▶ _YOUR GOAL_: Go through the data below. List every line that holds the word "async".

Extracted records
◆ ◆ ◆

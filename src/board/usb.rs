//! USB HID mouse on the RP2040's full-speed controller.
//!
//! The stack runs in its own task. Bus notifications are queued by a
//! [`LinkHandler`] and drained by the control loop through
//! [`UsbTransport`]; reports travel the other way through a depth-one
//! channel to [`hid_writer_task`], so "ready" simply means that channel
//! is empty while the host has the device configured and awake.

use defmt::{info, warn};
use embassy_rp::bind_interrupts;
use embassy_rp::peripherals::USB;
use embassy_rp::usb::{Driver, InterruptHandler};
use embassy_sync::blocking_mutex::raw::CriticalSectionRawMutex;
use embassy_sync::channel::Channel;
use embassy_usb::class::hid::{Config as HidConfig, HidWriter, State};
use embassy_usb::{Builder, Config, UsbDevice};
use idle_nudge::config;
use idle_nudge::report::{MouseReport, Transport, UsbEvent, MOUSE_REPORT_DESCRIPTOR};
use idle_nudge::status::LinkState;
use idle_nudge::Error;
use static_cell::StaticCell;

bind_interrupts!(struct Irqs {
    USBCTRL_IRQ => InterruptHandler<USB>;
});

pub type UsbDriver = Driver<'static, USB>;

/// Queued bus notifications. A full queue drops the newest event.
pub type EventChannel = Channel<CriticalSectionRawMutex, UsbEvent, 8>;
/// At most one report in flight between the control loop and the endpoint.
pub type ReportChannel = Channel<CriticalSectionRawMutex, MouseReport, 1>;

static HID_STATE: StaticCell<State> = StaticCell::new();
static USB_CONFIG_DESC: StaticCell<[u8; 256]> = StaticCell::new();
static USB_BOS_DESC: StaticCell<[u8; 256]> = StaticCell::new();
static USB_MSOS_DESC: StaticCell<[u8; 256]> = StaticCell::new();
static USB_CTRL_BUF: StaticCell<[u8; 64]> = StaticCell::new();
static LINK_HANDLER: StaticCell<LinkHandler> = StaticCell::new();

static USB_EVENTS: EventChannel = Channel::new();
static MOUSE_REPORTS: ReportChannel = Channel::new();

/// Turns embassy-usb device callbacks into [`UsbEvent`]s.
struct LinkHandler {
    mounted: bool,
}

impl LinkHandler {
    fn push(&self, event: UsbEvent) {
        if USB_EVENTS.try_send(event).is_err() {
            warn!("usb: event queue full, dropped {}", event);
        }
    }

    fn set_mounted(&mut self, mounted: bool) {
        if self.mounted == mounted {
            return;
        }
        self.mounted = mounted;
        self.push(if mounted {
            UsbEvent::Mounted
        } else {
            UsbEvent::Unmounted
        });
    }
}

impl embassy_usb::Handler for LinkHandler {
    fn enabled(&mut self, enabled: bool) {
        if !enabled {
            self.set_mounted(false);
        }
    }

    fn reset(&mut self) {
        self.set_mounted(false);
    }

    fn configured(&mut self, configured: bool) {
        self.set_mounted(configured);
    }

    fn suspended(&mut self, suspended: bool) {
        self.push(if suspended {
            UsbEvent::Suspended
        } else {
            UsbEvent::Resumed
        });
    }
}

/// Build result: the device runner, the mouse endpoint and the control
/// loop's view of both.
pub struct UsbMouse {
    pub device: UsbDevice<'static, UsbDriver>,
    pub writer: HidWriter<'static, UsbDriver, 8>,
    pub transport: UsbTransport,
}

/// Initialise the USB stack and create the HID mouse interface.
///
/// Must be called exactly once. All static buffers are consumed here.
pub fn init(usb: USB) -> UsbMouse {
    let driver = Driver::new(usb, Irqs);

    let mut usb_config = Config::new(config::USB_VID, config::USB_PID);
    usb_config.manufacturer = Some(config::USB_MANUFACTURER);
    usb_config.product = Some(config::USB_PRODUCT);
    usb_config.serial_number = Some(config::USB_SERIAL_NUMBER);
    usb_config.max_power = 100; // mA
    usb_config.max_packet_size_0 = 64;
    usb_config.supports_remote_wakeup = true;

    let mut builder = Builder::new(
        driver,
        usb_config,
        USB_CONFIG_DESC.init([0u8; 256]),
        USB_BOS_DESC.init([0u8; 256]),
        USB_MSOS_DESC.init([0u8; 256]),
        USB_CTRL_BUF.init([0u8; 64]),
    );

    builder.handler(LINK_HANDLER.init(LinkHandler { mounted: false }));

    let hid_config = HidConfig {
        report_descriptor: MOUSE_REPORT_DESCRIPTOR,
        request_handler: None,
        poll_ms: config::USB_HID_POLL_MS,
        max_packet_size: 8,
    };
    let writer = HidWriter::new(&mut builder, HID_STATE.init(State::new()), hid_config);

    let device = builder.build();

    info!("USB HID mouse initialised");

    UsbMouse {
        device,
        writer,
        transport: UsbTransport {
            events: &USB_EVENTS,
            reports: &MOUSE_REPORTS,
            link: LinkState::default(),
        },
    }
}

/// Run the USB device stack - must be spawned as a dedicated Embassy task.
pub async fn run_usb_device(mut device: UsbDevice<'static, UsbDriver>) -> ! {
    info!("USB device task started");
    device.run().await
}

/// Moves reports from the control loop onto the interrupt endpoint.
pub async fn hid_writer_task(mut writer: HidWriter<'static, UsbDriver, 8>) -> ! {
    let mut buf = [0u8; 8];

    loop {
        let report = MOUSE_REPORTS.receive().await;
        let n = report.serialize(&mut buf);
        if let Err(e) = writer.write(&buf[..n]).await {
            warn!("USB mouse write failed: {}", e);
        }
    }
}

/// The control loop's handle on the USB side.
pub struct UsbTransport {
    events: &'static EventChannel,
    reports: &'static ReportChannel,
    link: LinkState,
}

impl Transport for UsbTransport {
    fn poll_event(&mut self) -> Option<UsbEvent> {
        let event = self.events.try_receive().ok()?;
        self.link.apply(event);
        Some(event)
    }

    fn is_ready_for_report(&self) -> bool {
        self.link.mounted && !self.link.suspended && self.reports.is_empty()
    }

    fn send_relative_report(&mut self, dx: i8, dy: i8) -> Result<(), Error> {
        self.reports
            .try_send(MouseReport::motion(dx, dy))
            .map_err(|_| Error::TransportBusy)
    }
}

◆ ◆ ◆

▶ _ANSWER TO THE PROBLEM_:
pub async fn run_usb_device(mut device: UsbDevice<'static, UsbDriver>) -> ! {
pub async fn hid_writer_task(mut writer: HidWriter<'static, UsbDriver, 8>) -> ! {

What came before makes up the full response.